Mr Roff said the uptake of private health insurance might change when JobKeeper ends next month.

“There may yet be another blow for health insurance as COVID-19-related income supports are withdrawn. This highlights the need for the Federal Government to assist households to keep their insurance by restoring the rebate for low-income earners in the Budget.

“These households face a ‘double whammy’ of increased premiums and reduced rebates because every year the value of their private health insurance rebate goes down. The Government can provide significant relief to those families and make the rebate count again,” he said.

Medical Technology Association of Australia (MTAA) is concerned insurers are prioritising profits over patients’ needs, forcing many families to seriously consider ditching their private healthcare cover. The medical technology industry is doing its part through its Agreement with the Commonwealth which is delivering savings of $1.1 billion, despite the significant impacts of the pandemic and the suspension of elective surgery in 2020.

Another way Australians could save money on their health insurance is a drop in premiums if deferred claims are not realised.

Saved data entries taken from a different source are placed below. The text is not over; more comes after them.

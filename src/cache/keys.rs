//! Cache Keys
//!
//! Keys are derived from request identity (`team:15:info`,
//! `match:7123456789:raw`) so that related keys can be invalidated together.

use serde::{Deserialize, Serialize};
use std::fmt;

/// Unique identifier for a cached upstream response
#[derive(Debug, Clone, PartialEq, Eq, Hash, Serialize, Deserialize)]
pub struct CacheKey {
    /// Entity namespace (e.g. "team", "player", "match", "league")
    pub namespace: String,
    /// Entity identifier within the namespace
    pub id: String,
    /// Optional facet of the entity (e.g. "info", "matches", "raw")
    pub facet: Option<String>,
}

impl CacheKey {
    /// Create a key without a facet
    pub fn new(namespace: impl Into<String>, id: impl ToString) -> Self {
        Self {
            namespace: namespace.into(),
            id: id.to_string(),
            facet: None,
        }
    }

    /// Create a key for one facet of an entity
    pub fn with_facet(namespace: impl Into<String>, id: impl ToString, facet: impl Into<String>) -> Self {
        Self {
            namespace: namespace.into(),
            id: id.to_string(),
            facet: Some(facet.into()),
        }
    }

    pub fn team_info(team_id: u64) -> Self {
        Self::with_facet("team", team_id, "info")
    }

    pub fn team_matches(team_id: u64) -> Self {
        Self::with_facet("team", team_id, "matches")
    }

    pub fn player_profile(account_id: u64) -> Self {
        Self::with_facet("player", account_id, "profile")
    }

    pub fn match_raw(match_id: u64) -> Self {
        Self::with_facet("match", match_id, "raw")
    }

    pub fn league_info(league_id: u64) -> Self {
        Self::with_facet("league", league_id, "info")
    }

    /// Glob matching every key in a namespace
    pub fn namespace_pattern(namespace: &str) -> String {
        format!("{}:*", namespace)
    }

    /// Get a string representation for storage
    pub fn to_storage_key(&self) -> String {
        match &self.facet {
            Some(facet) => format!("{}:{}:{}", self.namespace, self.id, facet),
            None => format!("{}:{}", self.namespace, self.id),
        }
    }

    /// Parse from storage key string
    pub fn from_storage_key(key: &str) -> Option<Self> {
        let parts: Vec<&str> = key.splitn(3, ':').collect();
        match parts.as_slice() {
            [namespace, id] if !namespace.is_empty() && !id.is_empty() => Some(Self {
                namespace: (*namespace).to_string(),
                id: (*id).to_string(),
                facet: None,
            }),
            [namespace, id, facet] if !namespace.is_empty() && !id.is_empty() => Some(Self {
                namespace: (*namespace).to_string(),
                id: (*id).to_string(),
                facet: Some((*facet).to_string()),
            }),
            _ => None,
        }
    }
}

impl fmt::Display for CacheKey {
    fn fmt(&self, f: &mut fmt::Formatter<'_>) -> fmt::Result {
        write!(f, "{}", self.to_storage_key())
    }
}

impl From<CacheKey> for String {
    fn from(key: CacheKey) -> Self {
        key.to_storage_key()
    }
}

“The APRA release shows us there is a deferred claims liability of $1.8 million – which is money sitting in the banks of private health insurers expected to be paid out as elective surgery and other procedures catch up post-lockdown.

“If these claims are not made due to capacity restraints, that money should be returned to private health insurance members via reductions in premiums. If insurers are serious about lower premiums for Australians, they will readily agree to this,” Mr Roff said.

In addition, it appears the ‘harvesting’ of privately insured patients in public hospital emergency departments has dropped both over the quarter and over the 12 months to December 2020. This is good news for public patients languishing on waiting lists that are blowing out all over the country due to COVID-19 surgery restrictions.

“These waiting list issues should be a wake-up call for the public hospital system to prioritise access for public patients, not health insurance revenue. Private hospitals have already stepped up to the mark to assist the public system during the pandemic, now that hospitals are returning to ‘normal’ we look forward to seeing public hospital waiting lists reduce along with the number of private patients treated in public hospitals,” concluded Mr Roff.